Поездка на колониальную дачу

Разрастание японской политики с целью унификации азиатского мира дала новые возможности для Янаги Соэцу и его движения. Его участие в провозглашении новой, самой японской культуры из всех, до сих пор видится очень спорным. Тут довольно сложно провести разграничительную линию, позволявшую бы четко определить какую политическую позицию занимал Соэцу. Либо он действительно уверовал в то, что делал со своим идеологическими ориентирами, связанными с возвращением на настоящий Восток, либо же просто пользовался своим статусом и мог в действительности заниматься благим для всей Азии делом.

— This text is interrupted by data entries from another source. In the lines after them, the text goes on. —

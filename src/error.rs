// SPDX-License-Identifier: MPL-2.0
// This Source Code Form is subject to the terms of the Mozilla Public
// License, v. 2.0. If a copy of the MPL was not distributed with this
// file, You can obtain one at https://mozilla.org/MPL/2.0/.

//! Error types for the `abode_lib` library.
//!
//! Subscription validation failures are surfaced directly to the caller,
//! while routing anomalies on the push path are logged and absorbed by the
//! event controller. Transport and parsing failures from the REST side are
//! wrapped in [`ProtocolError`] and [`ParseError`].

use thiserror::Error;

/// The main error type for this library.
#[derive(Debug, Error)]
pub enum Error {
    /// A subscription referenced a device that is not in the registry.
    #[error("invalid device: {0}")]
    InvalidDevice(String),

    /// A timeline subscription referenced an unknown event code or group.
    #[error("invalid timeline event: {0}")]
    InvalidTimelineEvent(String),

    /// An event-group subscription referenced an unknown group.
    #[error("invalid event group: {0}")]
    InvalidEvent(String),

    /// Error occurred during value validation.
    #[error("value error: {0}")]
    Value(#[from] ValueError),

    /// Error occurred while talking to the remote service.
    #[error("protocol error: {0}")]
    Protocol(#[from] ProtocolError),

    /// Error occurred while parsing a remote payload.
    #[error("parse error: {0}")]
    Parse(#[from] ParseError),
}

/// Errors raised when a string does not name a member of a closed set.
#[derive(Debug, Error, Clone, PartialEq, Eq)]
pub enum ValueError {
    /// Not one of `standby`, `home` or `away`.
    #[error("invalid alarm mode: {0}")]
    InvalidMode(String),

    /// Not a known push event channel.
    #[error("invalid event kind: {0}")]
    InvalidEventKind(String),

    /// Not a known timeline group name.
    #[error("invalid timeline group: {0}")]
    InvalidGroup(String),
}

/// Raised when a device type tag matches none of the known device kinds.
///
/// This is a soft error: the device is still constructed with the generic
/// kind, and the error is only logged.
#[derive(Debug, Error, Clone, PartialEq, Eq)]
#[error("unrecognized device type tag: {0}")]
pub struct UnrecognizedKindError(pub String);

/// Errors related to the REST collaborator.
#[derive(Debug, Error)]
pub enum ProtocolError {
    /// HTTP request failed.
    #[cfg(feature = "http")]
    #[error("HTTP request failed: {0}")]
    Http(#[from] reqwest::Error),

    /// The server answered with a non-success status.
    #[error("request failed: {0}")]
    RequestFailed(String),

    /// Invalid URL or address.
    #[error("invalid address: {0}")]
    InvalidAddress(String),

    /// The session was rejected by the server.
    #[error("authentication failed")]
    AuthenticationFailed,
}

/// Errors related to parsing remote payloads.
#[derive(Debug, Error)]
pub enum ParseError {
    /// JSON parsing failed.
    #[error("JSON parse error: {0}")]
    Json(#[from] serde_json::Error),

    /// Expected field is missing from the payload.
    #[error("missing field in payload: {0}")]
    MissingField(String),

    /// Unexpected payload shape.
    #[error("unexpected payload format: {0}")]
    UnexpectedFormat(String),
}

/// A specialized Result type for this library.
pub type Result<T> = std::result::Result<T, Error>;

#[cfg(test)]
mod tests {
    use super::*;

    #[test]
    fn invalid_device_display() {
        let err = Error::InvalidDevice("ZW:0000000a".to_string());
        assert_eq!(err.to_string(), "invalid device: ZW:0000000a");
    }

    #[test]
    fn error_from_value_error() {
        let err: Error = ValueError::InvalidMode("lol".to_string()).into();
        assert!(matches!(err, Error::Value(ValueError::InvalidMode(ref m)) if m == "lol"));
    }

    #[test]
    fn parse_error_display() {
        let err = ParseError::MissingField("id".to_string());
        assert_eq!(err.to_string(), "missing field in payload: id");
    }

    #[test]
    fn unrecognized_kind_display() {
        let err = UnrecognizedKindError("device_type.toaster".to_string());
        assert_eq!(
            err.to_string(),
            "unrecognized device type tag: device_type.toaster"
        );
    }
}
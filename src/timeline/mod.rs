// SPDX-License-Identifier: MPL-2.0
// This Source Code Form is subject to the terms of the Mozilla Public
// License, v. 2.0. If a copy of the MPL was not distributed with this
// file, You can obtain one at https://mozilla.org/MPL/2.0/.

//! Timeline event codes and groups.
//!
//! Every timeline entry carries a numeric event code. Codes are grouped by
//! a static range table so that subscribers can listen to "every alarm" or
//! "every capture" instead of enumerating codes. [`ALL`] is a wildcard that
//! matches every event.

mod event;
mod taxonomy;

pub use event::TimelineEvent;
pub use taxonomy::{
    ALL, TimelineGroup, code_of, codes, groups_of, is_known_code, is_member, normalize_code,
};
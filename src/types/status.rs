// SPDX-License-Identifier: MPL-2.0
// This Source Code Form is subject to the terms of the Mozilla Public
// License, v. 2.0. If a copy of the MPL was not distributed with this
// file, You can obtain one at https://mozilla.org/MPL/2.0/.

//! Status strings reported by devices.

/// Device reachable.
pub const ONLINE: &str = "Online";
/// Device unreachable.
pub const OFFLINE: &str = "Offline";

/// Contact or barrier open.
pub const OPEN: &str = "Open";
/// Contact or barrier closed.
pub const CLOSED: &str = "Closed";

/// Lock unlocked.
pub const LOCK_OPEN: &str = "LockOpen";
/// Lock locked.
pub const LOCK_CLOSED: &str = "LockClosed";

/// Switch or light on.
pub const ON: &str = "On";
/// Switch or light off.
pub const OFF: &str = "Off";

/// Key holding the multi-sensor readings.
pub const STATUSES_KEY: &str = "statuses";
/// Key holding the dimmer level of a light.
pub const BRIGHTNESS_KEY: &str = "statusEx";

/// Celsius unit suffix.
pub const UNIT_CELSIUS: &str = "°C";
/// Fahrenheit unit suffix.
pub const UNIT_FAHRENHEIT: &str = "°F";
/// Percentage unit suffix.
pub const UNIT_PERCENT: &str = "%";
/// Illuminance unit suffix.
pub const UNIT_LUX: &str = "lx";
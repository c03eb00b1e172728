// SPDX-License-Identifier: MPL-2.0
// This Source Code Form is subject to the terms of the Mozilla Public
// License, v. 2.0. If a copy of the MPL was not distributed with this
// file, You can obtain one at https://mozilla.org/MPL/2.0/.

//! Typed view over a timeline record.

use chrono::{DateTime, Utc};
use serde::{Deserialize, Deserializer};
use serde_json::Value;

use crate::error::ParseError;

use super::taxonomy::{TimelineGroup, groups_of};

/// A timeline history entry as pushed by the gateway.
///
/// Callbacks receive the raw record; this type is a convenience for
/// consumers that want typed access. Unknown fields are ignored.
///
/// # Examples
///
/// ```
/// use abode_lib::timeline::{TimelineEvent, TimelineGroup};
/// use serde_json::json;
///
/// let record = json!({
///     "event_code": "5001",
///     "event_type": "Image Capture",
///     "event_name": "Living Room Camera Image Capture",
///     "device_id": "ZB:00000305",
///     "event_utc": "1528755898"
/// });
/// let event = TimelineEvent::from_value(&record).unwrap();
/// assert_eq!(event.groups(), vec![TimelineGroup::Capture]);
/// assert_eq!(event.timestamp().unwrap().timestamp(), 1_528_755_898);
/// ```
#[derive(Debug, Clone, PartialEq, Eq, Deserialize)]
pub struct TimelineEvent {
    /// Contact-ID style event code.
    #[serde(deserialize_with = "string_or_number")]
    pub event_code: String,
    /// Short event description, e.g. "Image Capture".
    #[serde(default)]
    pub event_type: Option<String>,
    /// Human readable event name.
    #[serde(default)]
    pub event_name: Option<String>,
    /// Device the event relates to, if any.
    #[serde(default)]
    pub device_id: Option<String>,
    /// Name of the related device.
    #[serde(default)]
    pub device_name: Option<String>,
    /// User who triggered the event, if any.
    #[serde(default)]
    pub user_name: Option<String>,
    /// Event time as Unix seconds.
    #[serde(default, deserialize_with = "optional_string_or_number")]
    pub event_utc: Option<String>,
    /// Group name injected during dispatch.
    #[serde(default)]
    pub event_group: Option<String>,
}

impl TimelineEvent {
    /// Parses a raw timeline record.
    ///
    /// # Errors
    ///
    /// Returns [`ParseError::Json`] if the record has no usable `event_code`
    /// or a field has the wrong type.
    pub fn from_value(record: &Value) -> Result<Self, ParseError> {
        Ok(Self::deserialize(record)?)
    }

    /// Groups this event's code belongs to.
    #[must_use]
    pub fn groups(&self) -> Vec<TimelineGroup> {
        groups_of(&self.event_code)
    }

    /// Event time, if `event_utc` holds valid Unix seconds.
    #[must_use]
    pub fn timestamp(&self) -> Option<DateTime<Utc>> {
        let seconds = self.event_utc.as_deref()?.trim().parse::<i64>().ok()?;
        DateTime::from_timestamp(seconds, 0)
    }
}

fn string_or_number<'de, D>(deserializer: D) -> Result<String, D::Error>
where
    D: Deserializer<'de>,
{
    match Value::deserialize(deserializer)? {
        Value::String(s) => Ok(s),
        Value::Number(n) => Ok(n.to_string()),
        other => Err(serde::de::Error::custom(format!(
            "expected string or number, got {other}"
        ))),
    }
}

fn optional_string_or_number<'de, D>(deserializer: D) -> Result<Option<String>, D::Error>
where
    D: Deserializer<'de>,
{
    match Option::<Value>::deserialize(deserializer)? {
        None | Some(Value::Null) => Ok(None),
        Some(Value::String(s)) => Ok(Some(s)),
        Some(Value::Number(n)) => Ok(Some(n.to_string())),
        Some(other) => Err(serde::de::Error::custom(format!(
            "expected string or number, got {other}"
        ))),
    }
}

#[cfg(test)]
mod tests {
    use super::*;
    use serde_json::json;

    #[test]
    fn numeric_fields_are_accepted() {
        let event = TimelineEvent::from_value(&json!({
            "event_code": 1130,
            "event_utc": 1_528_755_898
        }))
        .unwrap();

        assert_eq!(event.event_code, "1130");
        assert_eq!(event.groups(), vec![TimelineGroup::Alarm]);
        assert!(event.timestamp().is_some());
    }

    #[test]
    fn missing_code_is_rejected() {
        assert!(TimelineEvent::from_value(&json!({"event_name": "x"})).is_err());
        assert!(TimelineEvent::from_value(&json!({"event_code": {"a": 1}})).is_err());
    }

    #[test]
    fn bad_timestamp_is_none() {
        let event =
            TimelineEvent::from_value(&json!({"event_code": "5100", "event_utc": "soon"})).unwrap();
        assert_eq!(event.timestamp(), None);
    }
}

Корея стала первым плацдармом Соэцу на его пути к расширению Мингэй. Вместе со своими единомышленниками он разъезжал по разным уголкам страны, фотографируя и закупая все то, что могло быть похоже или являлось предметом национального промысла. Закупка на рынках или у ремесленников повторяли ту же модель, которая была усвоена в Мингэй на примере их ранних годов становления. Попытки найти истоки искусства чаще превращались в формулу, отвечающую следующей модели: вот утерянный фрагмент настоящего японского искусства, нужно его усвоить, а затем приоткрыть глаза нашим младшим братьям из других регионов Азии. Янаги для себя обнаружил не только новую производственную площадку, которую можно было освоить и превратить в рынок с выгодой для обеих сторон, но и в какой-то степени политический инструмент, который шел во благо новой японской политике, занимавшейся воплощением намерений своего государства на чужой земле. [15]

По словам Янаги, корейцы были очень беззаботны при создании своих ремесленных работ, словно дети. Вопрос в том, что корейцы думали в ответ, но история об этом умалчивает. [16] Получалось, что корейцы изготавливали какой-то исконно национальный материал, но только при помощи японской руки он становился значимым и осознаваемым. В свою очередь, это толкало на следование одной из двух стратегий: первая намекала на то, что необходимо брать лучшие и исконные примеры искусства аборигенного (характерные для определенного региона, легкая экзотика) и продавать их как сувенирную продукцию, а вторая же говорила о том, что нужно заимствовать чужой дизайн и произвести продукт нового свойства и типа.

«Подобно тому, как мы когда-то смотрели на Запад с его новыми для нас требованиями, сейчас мы должны также начать смотреть и на Восток совершенно новым взглядом, которого не было ранее… Мы должны по-новому понять Восток, но не только с устоявшейся и академической точки зрения, которая была свойственна людям раньше. Мы должны понять Восток в универсальном смысле или посмотреть на него под другим углом…». [17]

Подобная судьба вскоре постигла Китай и Маньчжурию. Первоочередной задачей было вновь установить институцию, которая могла бы оперировать созданными объектами и служить центром притяжения для мастеров. На этот раз затею Мингэй активно поддерживала японская армия, денег жертвовали достаточно для того, чтобы Мингэй не беспокоились о своем существовании. Здесь кроется очередное противоречие, когда кажется, что, с одной стороны, основное внимание уделяется реализации гуманистических идей, оказанию помощи нуждающимся, а с другой стороны, создание очередных силков на бюджетной основе для поддержания порядка и пропаганды в чужой стране.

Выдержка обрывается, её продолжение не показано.